更进一步地,由于有 \(E: y^2 = f(x)\),给定 \(x \in \GF{p}\),记

\(\newcommand{\J}[2]{\left(\frac{ #1 }{ #2 }\right)}\)

\[ \chi_p(x) = L\J{x}{p} \]

其中 \(L\J{\cdot}{\cdot}\) 表示这里使用的是勒让德记号。后文不再强调。有

\[ \#\{y: y^2 = f(x)\} = \begin{cases} 1, &f(x) = 0\\ 2, &f(x) \in (\GF{p}^\times)^2\\ 0, &f(x) \not \in (\GF{p}^\times)^2 \end{cases} = \begin{cases} 1, &\chi_p(f(x)) = 0\\ 2, &\chi_p(f(x)) = 1\\ 0, &\chi_p(f(x)) = -1 \end{cases} \quad\quad = \chi_p(f(x)) + 1 \]

因此有

\[ \#\{(x, y) : y^2 = f(x)\} \ = \sum_{x \in \GF{p}} (\chi_p(f(x)) + 1) \ = p + \sum_{x \in \GF{p}} \chi_p(f(x)) \]
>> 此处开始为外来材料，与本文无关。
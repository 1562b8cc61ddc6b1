//! 로컬 binlog 세그먼트 파일 및 인덱스 파일 기록
//!
//! 순서 보장:
//!   1. 새 파일은 매직 헤더를 먼저 쓰고 flush (durable 모드면 fsync)
//!   2. 그 다음 인덱스에 파일명을 추가하고 flush (durable 모드면 fsync)
//!   3. 이후에만 이벤트 바이트를 추가
//!
//! 모든 I/O 실패는 `ReplicaError::Io`이며 재시도하지 않습니다.

use crate::error::{ReplicaError, Result};
use crate::events::{BINLOG_MAGIC, BIN_LOG_HEADER_SIZE};
use std::fs::{self, File, OpenOptions};
use std::io::{BufWriter, ErrorKind, Write};
use std::path::{Path, PathBuf};
use tracing::{debug, info, warn};

/// 세그먼트 파일 열기 방식
#[derive(Debug, Clone, Copy, PartialEq, Eq)]
pub enum OpenMode {
    /// 기존 내용을 버리고 새로 씀
    Truncate,
    /// 기존 파일 뒤에 이어 씀. `truncate_to`보다 긴 꼬리는 잘라냄
    Append { truncate_to: Option<u64> },
}

/// 생성한 파일명을 한 줄씩 기록하는 인덱스
pub struct IndexFile {
    path: PathBuf,
    file: File,
    entries: Vec<String>,
}

impl IndexFile {
    pub fn open(path: &Path) -> Result<Self> {
        let entries = match fs::read_to_string(path) {
            Ok(text) => text
                .lines()
                .map(str::trim)
                .filter(|line| !line.is_empty())
                .map(str::to_string)
                .collect(),
            Err(e) if e.kind() == ErrorKind::NotFound => Vec::new(),
            Err(e) => return Err(e.into()),
        };
        let file = OpenOptions::new().create(true).append(true).open(path)?;
        Ok(IndexFile {
            path: path.to_path_buf(),
            file,
            entries,
        })
    }

    pub fn entries(&self) -> &[String] {
        &self.entries
    }

    pub fn last_entry(&self) -> Option<&str> {
        self.entries.last().map(String::as_str)
    }

    /// 파일명 추가. 마지막 항목과 같으면 기록하지 않고 false
    pub fn append(&mut self, name: &str, durable: bool) -> Result<bool> {
        if self.last_entry() == Some(name) {
            return Ok(false);
        }
        self.file.write_all(format!("{}\n", name).as_bytes())?;
        self.file.flush()?;
        if durable {
            self.file.sync_data()?;
        }
        self.entries.push(name.to_string());
        debug!(index = %self.path.display(), file = name, "Index entry appended");
        Ok(true)
    }

    pub fn clear(&mut self) -> Result<()> {
        self.file.set_len(0)?;
        self.file.sync_all()?;
        self.entries.clear();
        Ok(())
    }
}

/// 현재 기록 중인 세그먼트 파일
struct OutputFile {
    name: String,
    file: BufWriter<File>,
    len: u64,
}

/// 세그먼트 파일 + 인덱스 기록기
pub struct BinlogWriter {
    dir: PathBuf,
    index: IndexFile,
    current: Option<OutputFile>,
    durable: bool,
}

impl BinlogWriter {
    /// 출력 디렉토리를 만들고 인덱스를 엽니다
    pub fn open(dir: &Path, index_name: &str, durable: bool) -> Result<Self> {
        fs::create_dir_all(dir).map_err(|e| {
            ReplicaError::Config(format!("cannot create binlog_dir {}: {}", dir.display(), e))
        })?;
        let index = IndexFile::open(&dir.join(index_name))?;
        Ok(BinlogWriter {
            dir: dir.to_path_buf(),
            index,
            current: None,
            durable,
        })
    }

    pub fn index(&self) -> &IndexFile {
        &self.index
    }

    pub fn segment_path(&self, name: &str) -> PathBuf {
        self.dir.join(name)
    }

    pub fn current_name(&self) -> Option<&str> {
        self.current.as_ref().map(|out| out.name.as_str())
    }

    /// 현재 파일에 기록된 바이트 수 (매직 헤더 포함)
    pub fn current_len(&self) -> Option<u64> {
        self.current.as_ref().map(|out| out.len)
    }

    /// `name` 파일을 `mode`로 엽니다. 이미 같은 파일이 열려 있으면 그대로 사용
    pub fn ensure_open(&mut self, name: &str, mode: OpenMode) -> Result<()> {
        if self.current_name() == Some(name) {
            return Ok(());
        }
        self.close()?;

        let path = self.segment_path(name);
        let output = match mode {
            OpenMode::Truncate => {
                let file = OpenOptions::new()
                    .create(true)
                    .write(true)
                    .truncate(true)
                    .open(&path)?;
                self.start_file(name, file)?
            }
            OpenMode::Append { truncate_to } => {
                let file = OpenOptions::new().create(true).append(true).open(&path)?;
                let mut len = file.metadata()?.len();
                if let Some(limit) = truncate_to {
                    if len > limit {
                        warn!(file = name, from = len, to = limit, "Discarding partial tail");
                        file.set_len(limit)?;
                        len = limit;
                    }
                }
                if len < BIN_LOG_HEADER_SIZE {
                    file.set_len(0)?;
                    self.start_file(name, file)?
                } else {
                    OutputFile {
                        name: name.to_string(),
                        file: BufWriter::new(file),
                        len,
                    }
                }
            }
        };

        info!(file = name, mode = ?mode, offset = output.len, "Opened binlog file");
        self.current = Some(output);
        Ok(())
    }

    /// 매직 헤더 기록 후 인덱스에 추가
    fn start_file(&mut self, name: &str, file: File) -> Result<OutputFile> {
        let mut file = BufWriter::new(file);
        file.write_all(&BINLOG_MAGIC)?;
        file.flush()?;
        if self.durable {
            file.get_ref().sync_data()?;
        }
        self.index.append(name, self.durable)?;
        Ok(OutputFile {
            name: name.to_string(),
            file,
            len: BIN_LOG_HEADER_SIZE,
        })
    }

    /// 현재 파일에 이벤트 바이트 추가
    pub fn append(&mut self, bytes: &[u8]) -> Result<()> {
        let out = self.current.as_mut().ok_or_else(|| {
            ReplicaError::Io(std::io::Error::new(
                ErrorKind::Other,
                "no binlog file is open",
            ))
        })?;
        out.file.write_all(bytes)?;
        out.len += bytes.len() as u64;
        Ok(())
    }

    /// 버퍼를 비우고, durable 모드면 fsync
    pub fn sync_if_configured(&mut self) -> Result<()> {
        if let Some(out) = self.current.as_mut() {
            out.file.flush()?;
            if self.durable {
                out.file.get_ref().sync_data()?;
            }
        }
        Ok(())
    }

    /// 현재 파일을 flush 후 닫음
    pub fn close(&mut self) -> Result<()> {
        if let Some(mut out) = self.current.take() {
            out.file.flush()?;
            if self.durable {
                out.file.get_ref().sync_all()?;
            }
            debug!(file = %out.name, bytes = out.len, "Closed binlog file");
        }
        Ok(())
    }

    /// 인덱스에 있는 모든 파일을 지우고 인덱스를 비움
    pub fn reset(&mut self) -> Result<()> {
        self.close()?;
        for name in self.index.entries().to_vec() {
            let path = self.segment_path(&name);
            match fs::remove_file(&path) {
                Ok(()) => debug!(file = %path.display(), "Removed binlog file"),
                Err(e) => warn!(file = %path.display(), "Could not remove binlog file: {}", e),
            }
        }
        self.index.clear()?;
        info!(dir = %self.dir.display(), "Local binlog state reset");
        Ok(())
    }
}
\[ \big| E(\GF{p}) \big| = p + 1 + \sum_{x \in \GF{p}} \chi_p(f(x)) \]

\(N_{E/F} := \big| E(\GF{p}) \big|\), \(a_{E/F} = \sum_{x \in \GF{p}} \chi_p(f(x))\),其中 \(F = \GF{p}\),于是有 \(N_{E/F} = p + 1 - a_{E/F}\).

\(p \mid a_{E/F}\),则称椭圆曲线 \(E/F\) 为超奇异的。

哈赛定理(Hasse's Theorem)

\[ \big| N_{E/F} - (p+1) \big| \le 2 \sqrt{p} \]

\[ \lim_{p \to \infty} N_{E/F} = p + 1 \]

因此有 \(p+1 - 2\sqrt{p} \le N_{E/F} \le p+1 + 2\sqrt{p}\).

\(E(\GF{p})\) 的结构

\(N := N_{E/F}\), \(G := E(\GF{p})\),有

\[ G \stackrel{P3}{=} G[N] \stackrel{\text{property in part d}}{\le} \mathbb{Z}/N\mathbb{Z} \times \mathbb{Z}/N\mathbb{Z} \]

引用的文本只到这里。